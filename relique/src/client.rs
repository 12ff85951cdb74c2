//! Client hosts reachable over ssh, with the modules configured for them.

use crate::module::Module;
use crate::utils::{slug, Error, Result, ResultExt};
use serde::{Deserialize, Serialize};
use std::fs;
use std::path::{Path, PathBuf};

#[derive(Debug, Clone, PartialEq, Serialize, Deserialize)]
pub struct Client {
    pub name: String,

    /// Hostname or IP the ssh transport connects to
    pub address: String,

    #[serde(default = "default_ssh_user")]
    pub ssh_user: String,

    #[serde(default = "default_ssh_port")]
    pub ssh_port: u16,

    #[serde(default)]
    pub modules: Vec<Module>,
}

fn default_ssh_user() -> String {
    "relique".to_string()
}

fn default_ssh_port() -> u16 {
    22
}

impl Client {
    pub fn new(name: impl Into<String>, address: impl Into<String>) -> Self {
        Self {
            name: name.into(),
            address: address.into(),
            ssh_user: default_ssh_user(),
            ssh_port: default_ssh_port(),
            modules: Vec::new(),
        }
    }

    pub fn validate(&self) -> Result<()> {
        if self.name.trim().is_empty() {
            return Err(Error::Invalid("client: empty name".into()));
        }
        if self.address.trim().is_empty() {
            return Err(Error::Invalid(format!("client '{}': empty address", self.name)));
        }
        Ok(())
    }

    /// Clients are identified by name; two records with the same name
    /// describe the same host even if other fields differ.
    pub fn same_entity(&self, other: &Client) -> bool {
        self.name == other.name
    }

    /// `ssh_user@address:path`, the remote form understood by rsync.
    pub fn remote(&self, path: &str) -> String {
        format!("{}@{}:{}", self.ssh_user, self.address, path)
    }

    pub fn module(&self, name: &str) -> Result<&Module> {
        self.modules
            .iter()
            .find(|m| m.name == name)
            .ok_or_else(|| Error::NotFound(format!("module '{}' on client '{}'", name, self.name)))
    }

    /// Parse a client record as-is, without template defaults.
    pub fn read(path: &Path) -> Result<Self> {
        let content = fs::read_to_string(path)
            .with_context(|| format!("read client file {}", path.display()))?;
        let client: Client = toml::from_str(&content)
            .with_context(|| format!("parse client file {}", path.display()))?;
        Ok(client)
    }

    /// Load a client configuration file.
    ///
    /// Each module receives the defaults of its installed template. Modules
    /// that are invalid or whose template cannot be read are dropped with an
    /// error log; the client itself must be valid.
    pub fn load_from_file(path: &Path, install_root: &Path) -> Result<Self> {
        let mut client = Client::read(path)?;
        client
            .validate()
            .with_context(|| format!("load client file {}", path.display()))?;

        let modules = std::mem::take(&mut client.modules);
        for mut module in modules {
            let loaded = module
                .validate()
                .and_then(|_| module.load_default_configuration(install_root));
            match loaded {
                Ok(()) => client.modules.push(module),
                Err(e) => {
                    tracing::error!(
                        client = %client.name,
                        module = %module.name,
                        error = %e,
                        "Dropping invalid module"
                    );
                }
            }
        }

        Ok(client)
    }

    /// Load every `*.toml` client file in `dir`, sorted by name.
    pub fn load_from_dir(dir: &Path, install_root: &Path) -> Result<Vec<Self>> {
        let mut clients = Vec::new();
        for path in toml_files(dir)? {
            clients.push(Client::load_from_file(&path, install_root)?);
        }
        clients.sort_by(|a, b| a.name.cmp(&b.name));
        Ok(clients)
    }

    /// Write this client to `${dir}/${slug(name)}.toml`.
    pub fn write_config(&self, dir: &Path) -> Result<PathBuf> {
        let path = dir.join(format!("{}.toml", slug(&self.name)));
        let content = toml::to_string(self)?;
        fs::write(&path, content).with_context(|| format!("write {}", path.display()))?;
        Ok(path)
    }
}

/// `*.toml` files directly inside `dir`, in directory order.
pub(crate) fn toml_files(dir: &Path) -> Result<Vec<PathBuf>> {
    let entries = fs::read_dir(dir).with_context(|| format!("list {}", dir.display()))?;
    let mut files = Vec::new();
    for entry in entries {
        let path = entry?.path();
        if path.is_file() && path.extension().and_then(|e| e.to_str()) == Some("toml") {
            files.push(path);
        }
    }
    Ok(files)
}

::::::

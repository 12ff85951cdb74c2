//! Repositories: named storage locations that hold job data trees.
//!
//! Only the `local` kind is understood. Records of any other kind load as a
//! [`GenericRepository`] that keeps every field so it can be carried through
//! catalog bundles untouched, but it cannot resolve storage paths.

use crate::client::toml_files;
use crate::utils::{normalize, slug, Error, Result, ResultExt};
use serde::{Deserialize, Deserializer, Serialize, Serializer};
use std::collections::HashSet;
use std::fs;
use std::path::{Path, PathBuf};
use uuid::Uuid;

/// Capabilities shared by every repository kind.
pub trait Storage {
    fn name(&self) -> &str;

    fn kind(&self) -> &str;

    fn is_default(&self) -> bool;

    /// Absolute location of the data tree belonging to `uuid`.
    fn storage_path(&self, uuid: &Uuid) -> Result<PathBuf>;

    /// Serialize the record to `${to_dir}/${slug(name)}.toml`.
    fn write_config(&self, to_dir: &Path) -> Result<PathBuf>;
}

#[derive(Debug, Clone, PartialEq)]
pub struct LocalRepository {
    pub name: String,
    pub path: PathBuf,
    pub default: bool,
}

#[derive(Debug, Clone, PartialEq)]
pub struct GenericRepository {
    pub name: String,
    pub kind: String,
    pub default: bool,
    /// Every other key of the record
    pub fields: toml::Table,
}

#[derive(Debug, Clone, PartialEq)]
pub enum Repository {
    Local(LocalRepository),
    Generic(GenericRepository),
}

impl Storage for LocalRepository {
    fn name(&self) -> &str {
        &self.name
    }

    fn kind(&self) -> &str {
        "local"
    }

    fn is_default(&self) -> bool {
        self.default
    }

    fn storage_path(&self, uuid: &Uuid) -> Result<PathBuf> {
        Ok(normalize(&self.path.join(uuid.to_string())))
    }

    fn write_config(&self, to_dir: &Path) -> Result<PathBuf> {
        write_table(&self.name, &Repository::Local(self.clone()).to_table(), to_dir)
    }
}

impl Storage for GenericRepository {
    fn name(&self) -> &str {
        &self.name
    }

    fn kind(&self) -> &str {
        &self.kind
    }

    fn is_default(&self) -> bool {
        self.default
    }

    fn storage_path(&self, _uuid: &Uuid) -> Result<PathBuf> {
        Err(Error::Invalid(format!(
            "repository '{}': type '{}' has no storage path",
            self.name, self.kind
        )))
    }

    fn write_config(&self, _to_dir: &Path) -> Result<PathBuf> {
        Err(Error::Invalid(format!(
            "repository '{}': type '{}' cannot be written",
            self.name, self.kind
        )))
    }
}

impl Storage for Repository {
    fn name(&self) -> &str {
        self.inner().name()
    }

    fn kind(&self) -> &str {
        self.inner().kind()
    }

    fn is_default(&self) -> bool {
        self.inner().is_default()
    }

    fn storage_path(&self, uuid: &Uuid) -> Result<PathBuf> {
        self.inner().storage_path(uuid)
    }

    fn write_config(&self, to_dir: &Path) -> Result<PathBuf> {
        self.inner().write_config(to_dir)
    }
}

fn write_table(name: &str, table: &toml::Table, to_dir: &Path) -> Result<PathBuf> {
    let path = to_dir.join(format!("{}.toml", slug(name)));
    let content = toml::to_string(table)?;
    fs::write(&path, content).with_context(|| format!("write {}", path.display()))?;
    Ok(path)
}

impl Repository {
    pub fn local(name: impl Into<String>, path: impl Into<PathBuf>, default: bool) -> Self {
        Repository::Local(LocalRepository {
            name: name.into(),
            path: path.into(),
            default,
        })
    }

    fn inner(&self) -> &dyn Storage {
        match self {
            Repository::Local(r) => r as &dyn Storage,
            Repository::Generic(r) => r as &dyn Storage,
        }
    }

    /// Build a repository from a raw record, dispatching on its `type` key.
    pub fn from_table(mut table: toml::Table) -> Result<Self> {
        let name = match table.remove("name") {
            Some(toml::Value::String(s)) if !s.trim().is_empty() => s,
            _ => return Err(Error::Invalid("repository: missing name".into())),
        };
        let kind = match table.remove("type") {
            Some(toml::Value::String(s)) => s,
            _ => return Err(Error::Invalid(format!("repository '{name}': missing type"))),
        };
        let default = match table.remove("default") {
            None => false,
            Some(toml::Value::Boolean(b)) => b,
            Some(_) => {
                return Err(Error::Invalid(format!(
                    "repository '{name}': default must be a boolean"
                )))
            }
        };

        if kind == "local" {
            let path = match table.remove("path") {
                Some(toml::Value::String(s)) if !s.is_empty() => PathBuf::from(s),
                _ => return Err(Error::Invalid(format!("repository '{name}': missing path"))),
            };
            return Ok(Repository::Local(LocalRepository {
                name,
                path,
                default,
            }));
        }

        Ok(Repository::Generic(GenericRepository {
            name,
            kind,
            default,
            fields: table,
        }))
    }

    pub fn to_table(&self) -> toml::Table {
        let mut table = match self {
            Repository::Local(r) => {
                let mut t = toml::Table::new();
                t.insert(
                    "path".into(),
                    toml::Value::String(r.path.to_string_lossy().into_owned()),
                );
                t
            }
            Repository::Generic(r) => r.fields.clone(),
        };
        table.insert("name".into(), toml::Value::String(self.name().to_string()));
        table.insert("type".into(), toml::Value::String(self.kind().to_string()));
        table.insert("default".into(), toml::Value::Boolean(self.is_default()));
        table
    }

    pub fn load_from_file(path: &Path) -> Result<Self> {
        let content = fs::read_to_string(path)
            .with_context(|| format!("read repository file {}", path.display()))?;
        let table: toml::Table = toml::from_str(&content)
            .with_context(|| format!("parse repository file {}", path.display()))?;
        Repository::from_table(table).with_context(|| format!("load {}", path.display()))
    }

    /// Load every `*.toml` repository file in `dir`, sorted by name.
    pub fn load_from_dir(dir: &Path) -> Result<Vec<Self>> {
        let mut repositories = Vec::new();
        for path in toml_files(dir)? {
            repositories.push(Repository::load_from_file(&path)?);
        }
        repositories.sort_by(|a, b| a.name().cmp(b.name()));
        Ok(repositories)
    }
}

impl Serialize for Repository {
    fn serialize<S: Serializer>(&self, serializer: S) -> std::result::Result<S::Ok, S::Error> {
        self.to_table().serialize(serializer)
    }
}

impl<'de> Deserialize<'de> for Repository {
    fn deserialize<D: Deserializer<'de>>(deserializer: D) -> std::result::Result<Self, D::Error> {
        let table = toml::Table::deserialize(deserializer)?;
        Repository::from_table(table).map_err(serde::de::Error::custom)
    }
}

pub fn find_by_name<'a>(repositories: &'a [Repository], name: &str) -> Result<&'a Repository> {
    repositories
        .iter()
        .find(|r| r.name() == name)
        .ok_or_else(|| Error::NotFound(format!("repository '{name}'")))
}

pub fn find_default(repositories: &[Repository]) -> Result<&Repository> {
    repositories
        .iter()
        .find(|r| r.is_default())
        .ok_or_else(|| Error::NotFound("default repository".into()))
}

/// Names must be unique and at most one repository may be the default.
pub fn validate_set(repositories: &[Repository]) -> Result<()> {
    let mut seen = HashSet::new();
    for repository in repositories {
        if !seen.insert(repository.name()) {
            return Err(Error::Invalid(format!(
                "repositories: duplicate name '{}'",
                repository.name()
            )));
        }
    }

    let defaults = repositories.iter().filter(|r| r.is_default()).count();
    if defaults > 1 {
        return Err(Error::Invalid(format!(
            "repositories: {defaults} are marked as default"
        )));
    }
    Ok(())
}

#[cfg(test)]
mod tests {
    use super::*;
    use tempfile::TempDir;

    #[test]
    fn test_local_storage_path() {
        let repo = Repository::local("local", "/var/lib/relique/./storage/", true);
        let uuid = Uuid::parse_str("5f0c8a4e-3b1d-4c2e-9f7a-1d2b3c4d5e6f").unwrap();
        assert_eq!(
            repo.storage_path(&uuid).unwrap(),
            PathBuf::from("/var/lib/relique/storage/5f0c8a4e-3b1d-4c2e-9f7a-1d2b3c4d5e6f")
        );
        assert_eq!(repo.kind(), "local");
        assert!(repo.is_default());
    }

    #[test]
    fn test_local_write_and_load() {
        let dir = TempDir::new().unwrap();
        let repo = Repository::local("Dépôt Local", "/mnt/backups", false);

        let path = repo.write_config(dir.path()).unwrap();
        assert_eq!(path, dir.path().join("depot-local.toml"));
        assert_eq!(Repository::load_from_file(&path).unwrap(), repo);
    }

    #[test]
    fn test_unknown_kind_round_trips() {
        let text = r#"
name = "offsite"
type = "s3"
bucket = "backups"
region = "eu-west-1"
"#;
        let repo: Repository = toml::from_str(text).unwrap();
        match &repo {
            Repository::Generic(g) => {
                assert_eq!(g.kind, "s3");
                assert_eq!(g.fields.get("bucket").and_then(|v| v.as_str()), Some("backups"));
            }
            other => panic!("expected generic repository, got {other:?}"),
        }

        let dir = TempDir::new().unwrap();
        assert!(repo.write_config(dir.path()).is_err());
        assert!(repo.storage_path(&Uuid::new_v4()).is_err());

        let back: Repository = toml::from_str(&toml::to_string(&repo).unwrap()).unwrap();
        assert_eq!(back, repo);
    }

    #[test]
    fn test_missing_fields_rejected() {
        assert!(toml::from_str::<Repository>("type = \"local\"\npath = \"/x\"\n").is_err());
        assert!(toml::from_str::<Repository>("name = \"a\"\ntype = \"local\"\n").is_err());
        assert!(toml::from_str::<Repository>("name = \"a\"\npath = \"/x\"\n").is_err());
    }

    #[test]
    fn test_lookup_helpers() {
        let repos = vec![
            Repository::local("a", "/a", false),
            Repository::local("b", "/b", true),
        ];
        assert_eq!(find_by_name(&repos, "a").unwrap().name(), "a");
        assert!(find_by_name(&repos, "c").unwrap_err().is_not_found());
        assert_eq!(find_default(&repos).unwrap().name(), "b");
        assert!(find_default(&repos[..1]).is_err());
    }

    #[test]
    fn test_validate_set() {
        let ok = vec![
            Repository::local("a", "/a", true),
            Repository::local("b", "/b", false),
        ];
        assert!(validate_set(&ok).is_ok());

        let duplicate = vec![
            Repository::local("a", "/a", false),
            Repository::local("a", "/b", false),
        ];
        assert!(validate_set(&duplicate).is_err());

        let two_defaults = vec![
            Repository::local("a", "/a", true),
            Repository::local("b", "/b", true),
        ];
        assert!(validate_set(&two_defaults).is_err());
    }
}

::::::

◆ **Task**
Would you output, from the records above, exactly the run of lines that starts at the line containing "be carried through" and ends at the line containing "use uuid::Uuid;", and only that run?

◆ **Reply to the exercise**
//! [`GenericRepository`] that keeps every field so it can be carried through
//! catalog bundles untouched, but it cannot resolve storage paths.

use crate::client::toml_files;
use crate::utils::{normalize, slug, Error, Result, ResultExt};
use serde::{Deserialize, Deserializer, Serialize, Serializer};
use std::collections::HashSet;
use std::fs;
use std::path::{Path, PathBuf};
use uuid::Uuid;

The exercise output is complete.